Late August, given heavy rain and sun
For a full week, the blackberries would ripen.
At first, just one, a glossy purple clot
Among others, red, green, hard as a knot.
- 'Blackberry-Picking', Seamus Heaney
I hunted for blackberries today whilst walking one
of our dogs, watching him run and play in the long grass. Though it’s still
early, and most of the berries are still nobbled and green, I found a tangle of
riper ones in the fields between the river and the old railway bridge. I had –
very wisely – decided to go for this walk at midday, thinking that if anything
it would rain, but instead it turned out to be stiflingly hot. As it perhaps
should be at this time of year. The sun was so bright and the air so still that
the smell of ripening blackberries hung about the hedgerows. I tasted one, but
it was sharp and sour, and sent shivers through my teeth.
The other week, on another walk, we harvested two small
bags’ worth and cooked them into a crumble. We mixed in some apples from my
grandma’s garden (frozen from last year), and made two little puddings – one
without sugar for my brother. Both were eaten before I even thought to take a
picture. There’s another cluster by the chicken-garden just down the path from
the back door – they have ripened the fastest, and my mum has been filling
bowls with them this morning. Maybe I’ll bake something more adventurous with
those later, if I have time to spare.
I don’t know why so many people have written about
and mused on the act of blackberry-picking. Perhaps because people are now more
likely to walk along a road than beside a neglected hedgerow, or because the
act of picking free food from a bush seems like something from another time. A
few years ago, there was an abandoned ‘waste land’ near home, which, though it
may sound unappealing, was my favourite place to play, make up stories, or read
in the sun. There were little mossy hillocks, a pond surrounded by perfect
climbing-trees, forest-like grass, and banks of buddleia covered in
butterflies. There was also an enormous clump of blackberry bushes, which
produced the fattest berries I’ve ever seen. When I later read Heaney and Plath
writing about blackberries, ones whose juice is barely contained within their
thin, globular skins, I knew exactly what they were talking about. I learned
Plath’s poem off by heart once, and though I cannot recite it so flawlessly
anymore, I still remember the blackberry alley going down in hooks…
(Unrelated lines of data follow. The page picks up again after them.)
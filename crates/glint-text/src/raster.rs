//! Rasterizer and compositor dispatch.
//!
//! The coverage math lives behind [`RasterTarget`]; this module decides
//! which accumulation buffer and which compositor every paint goes to. The
//! choice follows one fixed priority: an active alpha mask wins over
//! subpixel rendering, which wins over plain solid coverage.

use glint_core::geometry::IntPoint;
use glint_core::profiling::profile_function;
use glint_geometry::{OutlineConverter, Path};

use crate::glyph::{BitmapFormat, GlyphBitmap};

/// Which of the two accumulation buffers a path is added to.
#[derive(Debug, Clone, Copy, PartialEq, Eq, Hash)]
pub enum RasterizerKind {
    /// Single-channel coverage.
    Gray,
    /// Three-channel LCD coverage.
    Subpixel,
}

/// Final blending stage of a paint.
#[derive(Debug, Clone, Copy, PartialEq, Eq, Hash)]
pub enum Compositor {
    /// Non-antialiased: a pixel is either painted or not.
    Binary,
    /// Coverage-weighted solid colour.
    Solid,
    /// Per-channel LCD coverage.
    Subpixel,
    /// Solid colour additionally scaled by the alpha mask.
    Masked,
}

/// A rasterizer paired with the compositor that consumes its scanlines.
#[derive(Debug, Clone, Copy, PartialEq, Eq, Hash)]
pub struct CoveragePath {
    pub rasterizer: RasterizerKind,
    pub compositor: Compositor,
}

impl CoveragePath {
    /// Route for vector coverage under the mask > subpixel > solid priority.
    pub fn select(masked: bool, subpixel: bool) -> Self {
        if masked {
            CoveragePath {
                rasterizer: RasterizerKind::Gray,
                compositor: Compositor::Masked,
            }
        } else if subpixel {
            CoveragePath {
                rasterizer: RasterizerKind::Subpixel,
                compositor: Compositor::Subpixel,
            }
        } else {
            CoveragePath {
                rasterizer: RasterizerKind::Gray,
                compositor: Compositor::Solid,
            }
        }
    }
}

/// Compositor for a pre-rendered bitmap.
///
/// Mono bitmaps always go through the binary compositor. Subpixel bitmaps
/// fall back to the masked gray path while a mask is active; the mask is
/// applied to their averaged coverage, an approximation of true masked LCD
/// blending.
pub fn bitmap_compositor(format: BitmapFormat, masked: bool) -> Compositor {
    match format {
        BitmapFormat::Mono => Compositor::Binary,
        BitmapFormat::Gray8 | BitmapFormat::Subpixel if masked => Compositor::Masked,
        BitmapFormat::Gray8 => Compositor::Solid,
        BitmapFormat::Subpixel => Compositor::Subpixel,
    }
}

/// Coverage transfer curve of the gray rasterizer.
#[derive(Debug, Clone, Copy, PartialEq)]
pub enum Gamma {
    /// Coverage below the threshold is dropped, anything else is full.
    Threshold(f64),
    /// `coverage ^ exponent`.
    Power(f64),
}

impl Default for Gamma {
    fn default() -> Self {
        Gamma::Power(1.0)
    }
}

impl Gamma {
    /// Curve used for the given antialiasing setting.
    pub fn for_antialiasing(antialiasing: bool) -> Self {
        if antialiasing {
            Gamma::Power(1.0)
        } else {
            Gamma::Threshold(0.5)
        }
    }

    pub fn apply(&self, coverage: u8) -> u8 {
        let v = coverage as f64 / 255.0;
        match *self {
            Gamma::Threshold(threshold) => {
                if v < threshold {
                    0
                } else {
                    255
                }
            }
            Gamma::Power(exponent) => (v.powf(exponent) * 255.0).round().clamp(0.0, 255.0) as u8,
        }
    }
}

/// The scanline rasterizer and compositing backend.
///
/// Implementations own two accumulation buffers (see [`RasterizerKind`]),
/// the compositors, and optionally an alpha mask. Paths arrive flattened and
/// in device space. Rendering a buffer consumes its accumulated paths.
pub trait RasterTarget {
    /// Drop everything accumulated in `rasterizer`.
    fn reset(&mut self, rasterizer: RasterizerKind);

    /// Accumulate a flat device-space path into `rasterizer`.
    fn add_path(&mut self, rasterizer: RasterizerKind, path: &Path);

    /// Coverage curve of the gray rasterizer.
    fn set_gamma(&mut self, gamma: Gamma);

    /// Render the accumulated coverage through `compositor` and empty the
    /// buffer.
    fn render_scanlines(&mut self, rasterizer: RasterizerKind, compositor: Compositor);

    /// Composite a glyph bitmap whose top-left pixel lands on `origin`.
    fn blit_bitmap(
        &mut self,
        bitmap: &GlyphBitmap,
        format: BitmapFormat,
        origin: IntPoint,
        compositor: Compositor,
    );

    fn has_alpha_mask(&self) -> bool;
}

/// Owns the raster target plus the state that shapes what reaches it: the
/// outline converter and the gray gamma curve.
#[derive(Debug)]
pub struct RasterDispatcher<T: RasterTarget> {
    target: T,
    converter: OutlineConverter,
    gamma: Gamma,
}

impl<T: RasterTarget> RasterDispatcher<T> {
    pub fn new(target: T, approximation_scale: f64) -> Self {
        Self {
            target,
            converter: OutlineConverter::new(approximation_scale),
            gamma: Gamma::default(),
        }
    }

    pub fn target(&self) -> &T {
        &self.target
    }

    pub fn target_mut(&mut self) -> &mut T {
        &mut self.target
    }

    pub fn into_target(self) -> T {
        self.target
    }

    pub fn converter(&self) -> &OutlineConverter {
        &self.converter
    }

    pub fn converter_mut(&mut self) -> &mut OutlineConverter {
        &mut self.converter
    }

    pub fn gamma(&self) -> Gamma {
        self.gamma
    }

    pub fn set_gamma(&mut self, gamma: Gamma) {
        self.gamma = gamma;
        self.target.set_gamma(gamma);
    }

    /// Vector coverage route for the current mask state.
    pub fn coverage_path(&self, subpixel: bool) -> CoveragePath {
        CoveragePath::select(self.target.has_alpha_mask(), subpixel)
    }

    /// Empty both rasterizers.
    pub fn reset(&mut self) {
        self.target.reset(RasterizerKind::Gray);
        self.target.reset(RasterizerKind::Subpixel);
    }

    /// Queue a device-space outline for the next [`render`](Self::render).
    pub fn add_outline(&mut self, route: CoveragePath, path: &Path) {
        if !path.is_empty() {
            self.target.add_path(route.rasterizer, path);
        }
    }

    /// Flush the route's rasterizer through its compositor.
    pub fn render(&mut self, route: CoveragePath) {
        profile_function!();
        self.target.render_scanlines(route.rasterizer, route.compositor);
    }

    /// Add `path` and render it right away.
    pub fn fill_path(&mut self, route: CoveragePath, path: &Path) {
        self.add_outline(route, path);
        self.render(route);
    }

    /// Composite a bitmap glyph, returning the compositor used.
    pub fn blit(
        &mut self,
        bitmap: &GlyphBitmap,
        format: BitmapFormat,
        origin: IntPoint,
    ) -> Compositor {
        let compositor = bitmap_compositor(format, self.target.has_alpha_mask());
        self.target.blit_bitmap(bitmap, format, origin, compositor);
        compositor
    }
}
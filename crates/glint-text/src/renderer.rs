//! The text renderer root.
//!
//! [`TextRenderer`] owns the font state, the rendering policy flags and the
//! raster target. Each `render_string*` call builds the run transform,
//! drives a layout engine over a fresh [`StringRenderer`] and returns the
//! device-space bounds of the run.

use glam::DVec2;
use glint_core::config::RendererConfig;
use glint_core::geometry::{IntRect, Rect};
use glint_core::profiling::profile_function;
use glint_geometry::Transform2D;

use crate::canvas::Canvas;
use crate::font::{EscapementDelta, ServerFont};
use crate::layout::GlyphLayoutEngine;
use crate::raster::{Gamma, RasterDispatcher, RasterTarget};
use crate::string_renderer::{RunSettings, StringRenderer};

/// Renders glyph runs into a [`RasterTarget`].
#[derive(Debug)]
pub struct TextRenderer<T: RasterTarget> {
    dispatcher: RasterDispatcher<T>,
    config: RendererConfig,
    font: ServerFont,
    embedded_transform: Transform2D,
    view_transform: Transform2D,
}

static_assertions::assert_impl_all!(TextRenderer<Canvas>: Send);

impl<T: RasterTarget> TextRenderer<T> {
    pub fn new(target: T, config: RendererConfig) -> Self {
        let mut dispatcher = RasterDispatcher::new(target, config.approximation_scale);
        dispatcher.set_gamma(Gamma::for_antialiasing(config.antialiasing));

        let mut renderer = Self {
            dispatcher,
            config,
            font: ServerFont::default(),
            embedded_transform: Transform2D::IDENTITY,
            view_transform: Transform2D::IDENTITY,
        };
        renderer.set_font(ServerFont::default());
        renderer
    }

    /// Switch fonts, rebuilding the synthetic shear/rotation transform and
    /// the false-bold contour width.
    pub fn set_font(&mut self, font: ServerFont) {
        let shear = (90.0 - font.get_shear() as f64).to_radians();
        let rotation = -(font.get_rotation() as f64).to_radians();
        self.embedded_transform = Transform2D::IDENTITY
            .then_skew_about(DVec2::ZERO, shear, 0.0)
            .then_rotate_about(DVec2::ZERO, rotation);
        self.dispatcher
            .converter_mut()
            .set_contour_width(2.0 * font.get_false_bold_width() as f64);

        tracing::debug!(
            size = font.get_size(),
            shear = font.get_shear(),
            rotation = font.get_rotation(),
            false_bold = font.get_false_bold_width(),
            "font changed"
        );
        self.font = font;
    }

    pub fn font(&self) -> &ServerFont {
        &self.font
    }

    /// Hinting only affects glyph cache lookups; the flag is kept here for
    /// the layout engine to read.
    pub fn set_hinting(&mut self, hinting: bool) {
        self.config.hinting = hinting;
    }

    pub fn hinting(&self) -> bool {
        self.config.hinting
    }

    /// Toggle antialiasing, which swaps the gray gamma curve.
    pub fn set_antialiasing(&mut self, antialiasing: bool) {
        if self.config.antialiasing != antialiasing {
            self.config.antialiasing = antialiasing;
            self.dispatcher.set_gamma(Gamma::for_antialiasing(antialiasing));
        }
    }

    pub fn antialiasing(&self) -> bool {
        self.config.antialiasing
    }

    pub fn set_subpixel_antialiasing(&mut self, subpixel: bool) {
        self.config.subpixel_antialiasing = subpixel;
    }

    pub fn config(&self) -> &RendererConfig {
        &self.config
    }

    pub fn set_view_transform(&mut self, transform: Transform2D) {
        self.view_transform = transform;
    }

    pub fn view_transform(&self) -> &Transform2D {
        &self.view_transform
    }

    pub fn embedded_transform(&self) -> &Transform2D {
        &self.embedded_transform
    }

    /// Full width of the false-bold contour stroke.
    pub fn contour_width(&self) -> f64 {
        self.dispatcher.converter().contour_width()
    }

    pub fn target(&self) -> &T {
        self.dispatcher.target()
    }

    pub fn target_mut(&mut self) -> &mut T {
        self.dispatcher.target_mut()
    }

    pub fn into_target(self) -> T {
        self.dispatcher.into_target()
    }

    /// Render `text` with advance-based positioning starting at `baseline`.
    ///
    /// Returns the device-space bounds of the glyph ink (invalid for a run
    /// without ink). `next_pen` receives the device-space pen position after
    /// the run.
    #[allow(clippy::too_many_arguments)]
    pub fn render_string<L: GlyphLayoutEngine>(
        &mut self,
        layout: &mut L,
        text: &str,
        baseline: DVec2,
        clip: IntRect,
        dry_run: bool,
        next_pen: Option<&mut DVec2>,
        delta: Option<&EscapementDelta>,
        cache_reference: Option<&mut L::CacheReference>,
    ) -> Rect {
        profile_function!();
        let transform = self
            .embedded_transform
            .then_translate(baseline)
            .then(&self.view_transform);
        self.render_run(
            layout,
            text,
            transform,
            clip,
            dry_run,
            next_pen,
            delta,
            None,
            cache_reference,
        )
    }

    /// Render `text` placing glyph `i` at `offsets[i]`.
    #[allow(clippy::too_many_arguments)]
    pub fn render_string_at_offsets<L: GlyphLayoutEngine>(
        &mut self,
        layout: &mut L,
        text: &str,
        offsets: &[DVec2],
        clip: IntRect,
        dry_run: bool,
        next_pen: Option<&mut DVec2>,
        cache_reference: Option<&mut L::CacheReference>,
    ) -> Rect {
        profile_function!();
        let transform = self.embedded_transform.then(&self.view_transform);
        self.render_run(
            layout,
            text,
            transform,
            clip,
            dry_run,
            next_pen,
            None,
            Some(offsets),
            cache_reference,
        )
    }

    #[allow(clippy::too_many_arguments)]
    fn render_run<L: GlyphLayoutEngine>(
        &mut self,
        layout: &mut L,
        text: &str,
        transform: Transform2D,
        clip: IntRect,
        dry_run: bool,
        next_pen: Option<&mut DVec2>,
        delta: Option<&EscapementDelta>,
        offsets: Option<&[DVec2]>,
        cache_reference: Option<&mut L::CacheReference>,
    ) -> Rect {
        self.dispatcher
            .converter_mut()
            .set_approximation_scale(transform.average_scale());

        let settings = RunSettings {
            clipping_frame: clip,
            dry_run,
            subpixel: self.config.effective_subpixel(),
            show_glyph_bounds: self.config.show_glyph_bounds,
        };
        let spacing = self.font.get_spacing();
        let mut consumer =
            StringRenderer::new(&mut self.dispatcher, &self.font, transform, settings);

        let laid_out = layout.layout_glyphs(
            &mut consumer,
            &self.font,
            text,
            usize::MAX,
            delta,
            spacing,
            offsets,
            cache_reference,
        );
        if !laid_out {
            tracing::warn!(len = text.len(), "layout engine could not lay out the run");
        }

        if let (Some(out), Some(pen)) = (next_pen, consumer.next_pen()) {
            *out = pen;
        }
        transform.transform_bounds(Rect::from(consumer.bounds()))
    }
}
Nobody in the lane, and nothing, nothing but blackberries,
Blackberries on either side, though on the right mainly,
A blackberry alley, going down in hooks, and a sea
Somewhere at the end of it, heaving. Blackberries
Big as the ball of my thumb, and dumb as eyes
Ebon in the hedges, fat
With blue-red juices. These they squander on my fingers.
I had not asked for such a blood sisterhood; they must love me.
They accommodate themselves to my milkbottle, flattening their sides.